The New Jersey State Senate introduced a series bills that will help the state cope with the current COVID-19 pandemic. These bills will be voted on in the Senate's first-ever remote voting session on Monday, April 13th:
- S2330 (Pou / Cryan / Oroho / Vitale) is the COVID -19 Financial Security for Consumers Act which would address financial insecurity issues stemming from the pandemic by requiring insurance carriers to cover COVID-19 treatment expenses without cost sharing and prohibit certain debt collection activities.
- S2332 (Stack / Sweeney / Corrado) would make a $50 million, FY2020, supplemental appropriation to the Department of Community Affairs for a Temporary Emergency Rental Assistance Program.
- S2333 (Kean / Sweeney / Smith / O'Scanlon) would provide immunity from civil liability for certain medical malpractice claims alleging injury or death incurred during a public health emergency and the state of emergency declared by Governor's Executive Order 103 of 2020.
- S2338 (Sarlo / Oroho / Bucco) is the "COVID-19 Fiscal Mitigation Act", would change the tax filing and payment deadline from April 15th to July 15th and lengthen the current fiscal year from July 1st to the end of September.
- S2339 (Cunningham / Ruiz / Cryan / Singleton) would increase support for laid off workers eligible for unemployment compensation.
- S2340 (Singleton / Oroho / Greenstein) would authorize a Governor to permit mortgage forbearance and rent payment responsibility reduction for residential property owners and tenants during a state of emergency.
- S2341 (Vitale / Thompson / Greenstein / Scutari) would authorize a Governor to restrict rent increases on retail businesses as well as permit mortgage forbearance and rent payment responsibility reduction for impacted residential property owners and tenants during a state of emergency.
- S2344 (Pou / Singer / Vitale) would require Medicaid and health insurance coverage for certain refills of prescription drugs during a state of emergency.
- S2345 (Cryan / Bateman) would require refunds or credit for transient space reservations such as Airbnb and VRBO when a public health emergency or state of emergency is in effect.
- S2346 (Sarlo / Sweeney / Singleton / Bucco) would extends certain state, regional, county, and municipal agency permit approvals during the COVID-19 emergency.

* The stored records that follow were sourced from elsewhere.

//! One link, several consumers: verifies the caller-enforced single-reader
//! discipline works end to end. The logger is disabled before a command
//! exchange borrows the link, and re-enabled afterwards, the way the
//! embedding application is expected to sequence them.

use std::time::{Duration, Instant};
use strainlink::command::CommandChannel;
use strainlink::config::LoggerSettings;
use strainlink::link::wrap_shared;
use strainlink::logger::SerialLogger;
use strainlink::mock::MockLink;

fn wait_for(mut condition: impl FnMut() -> bool, timeout: Duration) -> bool {
    let deadline = Instant::now() + timeout;
    while Instant::now() < deadline {
        if condition() {
            return true;
        }
        std::thread::sleep(Duration::from_millis(10));
    }
    condition()
}

#[test]
fn command_exchange_between_logging_sessions() {
    let _ = env_logger::builder().is_test(true).try_init();
    let dir = tempfile::tempdir().expect("tempdir");
    let (link, handle) = MockLink::new_open();
    let link = wrap_shared(Box::new(link));

    let logger = SerialLogger::spawn(
        link.clone(),
        LoggerSettings {
            directory: dir.path().to_path_buf(),
            ..LoggerSettings::default()
        },
    )
    .expect("spawn logger");

    // session one: the logger owns the link and archives the stream
    handle.push_bytes(&[0x08; 100]);
    logger.enable();
    assert!(wait_for(|| handle.buffered() == 0, Duration::from_secs(5)));
    logger.disable();
    std::thread::sleep(Duration::from_millis(100));

    // hand the link to the command channel: stop reply, three prompt
    // replies for priming, then the queried line
    for _ in 0..4 {
        handle.enqueue_reply(b"\r\n>");
    }
    handle.enqueue_reply(b"time\r\nTime 2024-12-07 14:30:00\r\n>");

    let mut channel = CommandChannel::with_timeouts(
        link.clone(),
        Duration::from_millis(200),
        Duration::from_millis(200),
    );
    let line = channel.get_time().expect("get_time");
    assert_eq!(line, "Time 2024-12-07 14:30:00");

    // session two: back to the logger
    handle.push_bytes(&[0x42; 50]);
    logger.enable();
    assert!(wait_for(|| handle.buffered() == 0, Duration::from_secs(5)));
    logger.shutdown();

    let total: u64 = std::fs::read_dir(dir.path())
        .expect("read log dir")
        .map(|entry| entry.expect("dir entry").metadata().expect("metadata").len())
        .sum();
    assert_eq!(total, 150, "both logging sessions must reach disk intact");
}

- S2347 (Sweeney / Greenstein / Kean) would establish the Employment and Business-Related Tax Deferral Assistance Program within the Economic Development Authority in order to allow small businesses to defer the payment and remittance of employment and business-related taxes.
- S2348 (Sweeney / Kean / Bucco) would allow for CBT and GIT tax credits to be awarded to certain employers that retain employees during the COVID-19 pandemic.
- S2351 (Scutari / Greenstein / Holzapfel) would afford employment protection to certain emergency medical responders.
- S2352 (Gopal / Lagana / Holzapfel) would increase the penalty for distribution of counterfeit drugs and medical devices during a declared state of emergency.
- S2353 (Cryan) would exclude from severance requirements for mass layoffs resulting from coronavirus disease 2019 pandemic under the "Millville Dallas Airmotive Plant Job Loss Notification Act".
- S2354 (Greenstein / Oroho) would prohibit the cancellation or nonrenewal of insurance during a public health emergency or state of emergency and for 60 days thereafter.
- S2355 (Gopal / Bateman) would delay mandatory retirement when it would occur during a state of emergency.
- S2356 (Cunningham) would provide relief to students receiving State financial aid to address special circumstances due to the 2020 public health state of emergency.
- S2357 (Rice / Gill / Corrado) would require hospitals to report COVID-19 demographic data.
- SR64 (Cryan / Pou / Bateman) would urge financial institutions to waive and suspend certain fees and payments during the pandemic.
- SR65 (Sarlo / Greenstein / Testa) would urge the creation of a federal COVID-19 Business and Employee Continuity and Recovery Fund.